The Institute for Systems Biology (ISB) was approached about 18 months ago by United Devices, an Austin technology firm that makes software for grid computing.  The software company had a vested interest in life science-related projects as it counts five of the world’s six biggest pharmaceutical companies as customers, and has been running its own distributed community grid since April 2001. 

As with the well-known SETI@Home project, computer users can go online to United Devices’ site at www.grid.org, and download a client that runs computations on their computer’s unused cycles.  Using the huge computational power of its own grid, United Devices has run previous projects looking into anti-viral leads for smallpox, and screening molecules to find treatments for anthrax.

When United Devices approached the Institute for Systems Biology, says Ed Hubbard, the software company’s president and founder, he was looking for “problems that they might solve” by harnessing the grid’s computing strength.

And, as it turned out, mapping human protein structures was a good fit.

Researchers at the Institute were already using Rosetta, a software package developed at the University of Washington to predict the structure of proteins. But while Rosetta offers a good forecast for what these proteins might look like, its predictions are not infallible.  Researchers still need to run countless computations to determine the accuracy of a protein’s three-dimensional structure.

That’s where the grid comes in handily.

“I had the idea for some time that Rosetta would be the ideal application for the grid,” Bonneau says.

The United Devices grid, with more than three million participants, already runs about a petaflop of computing power – that means that the system can run 1,000 trillion calculations per second, making the grid about as powerful as all the supercomputers in the world combined. 

Indeed, Bonneau has already had an early insight into how much the grid could speed up the Institute’s work: He says his team had been working with Rosetta for two years to get half-way through predicting the structure of a yeast genome – a project they were able to finish up on the grid in two weeks.

Two Grids, No Waiting

Together, the ISB and United Devices brought in IBM – with whom United Devices had worked on its previous grid-based smallpox project.  IBM was in the process of setting up its own World Community Grid, which it officially launched in November 2004.

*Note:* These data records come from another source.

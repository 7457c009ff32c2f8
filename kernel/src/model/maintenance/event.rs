use chrono::{DateTime, Utc};
use derive_new::new;

use super::MaintenanceStatus;
use crate::model::id::{MaintenanceRequestId, RoomId};

#[derive(Debug, new)]
pub struct CreateMaintenanceRequest {
    pub room_id: RoomId,
    pub problem_type: String,
    pub description: String,
    pub due_date: Option<DateTime<Utc>>,
}

#[derive(Debug, new)]
pub struct UpdateMaintenanceRequest {
    pub request_id: MaintenanceRequestId,
    pub problem_type: Option<String>,
    pub description: Option<String>,
    pub status: Option<MaintenanceStatus>,
    pub due_date: Option<DateTime<Utc>>,
}
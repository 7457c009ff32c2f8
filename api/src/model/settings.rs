use chrono::{DateTime, Utc};
use garde::Validate;
use kernel::model::settings::{Language, SystemSettings};
use serde::{Deserialize, Serialize};

/// The settings record is replaced whole: every field is required on
/// update, so an unknown or missing key can never slip through.
#[derive(Debug, Deserialize, Validate)]
#[serde(rename_all = "camelCase", deny_unknown_fields)]
pub struct UpdateSystemSettingsRequest {
    #[garde(skip)]
    pub default_language: Language,
    #[garde(skip)]
    pub ai_suggestions_enabled: bool,
    #[garde(skip)]
    pub last_backup_time: Option<DateTime<Utc>>,
}

impl From<UpdateSystemSettingsRequest> for SystemSettings {
    fn from(value: UpdateSystemSettingsRequest) -> Self {
        let UpdateSystemSettingsRequest {
            default_language,
            ai_suggestions_enabled,
            last_backup_time,
        } = value;
        SystemSettings {
            default_language,
            ai_suggestions_enabled,
            last_backup_time,
        }
    }
}

#[derive(Debug, Serialize)]
#[serde(rename_all = "camelCase")]
pub struct SystemSettingsResponse {
    pub default_language: Language,
    pub ai_suggestions_enabled: bool,
    pub last_backup_time: Option<DateTime<Utc>>,
}

impl From<SystemSettings> for SystemSettingsResponse {
    fn from(value: SystemSettings) -> Self {
        let SystemSettings {
            default_language,
            ai_suggestions_enabled,
            last_backup_time,
        } = value;
        Self {
            default_language,
            ai_suggestions_enabled,
            last_backup_time,
        }
    }
}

The Human Proteome Folding Project became its first effort – and indeed the first time grid computing has been used for a biology-related project.

Since its launch, Stan Litow, president of IBM’s International Foundation, which helps oversee the World Community Grid, says about 70,000 people have downloaded the software and he expects to have at least one million participants by year end.

“It was so clear that the repetitive calculations [of the protein project] needed the grid,” Litow says. “And this was not a narrow projectit has ramifications across a variety of research areas.”

With two grids at work, Bonneau says that within six months he hopes to have the database populated with upwards of 100,000 protein “domain” structures – a “low-resolution” shot of what the protein looks like at the architecture or fold level.  Biologists and medical researchers can, in turn, use that data to get a better (if still not exact) idea of what proteins look like and how they interact. 

Bonneau expressed hope that success in the Human Proteome Folding Project will lead to a second phase, where the grid is used to model a few key proteins to a higher level of detail.  Modeling protein structures down to their atomic detail would give researchers more to work with, but would also be even more computationally intense. 

But for now, the Human Protein Folding Project is a necessary next step to better understanding why our bodies do what they do.

“I really like the idea that this project will have usable, practical results,” Bonneau says. “A lot of distributed computing projects don’t produce results that people can relate to.”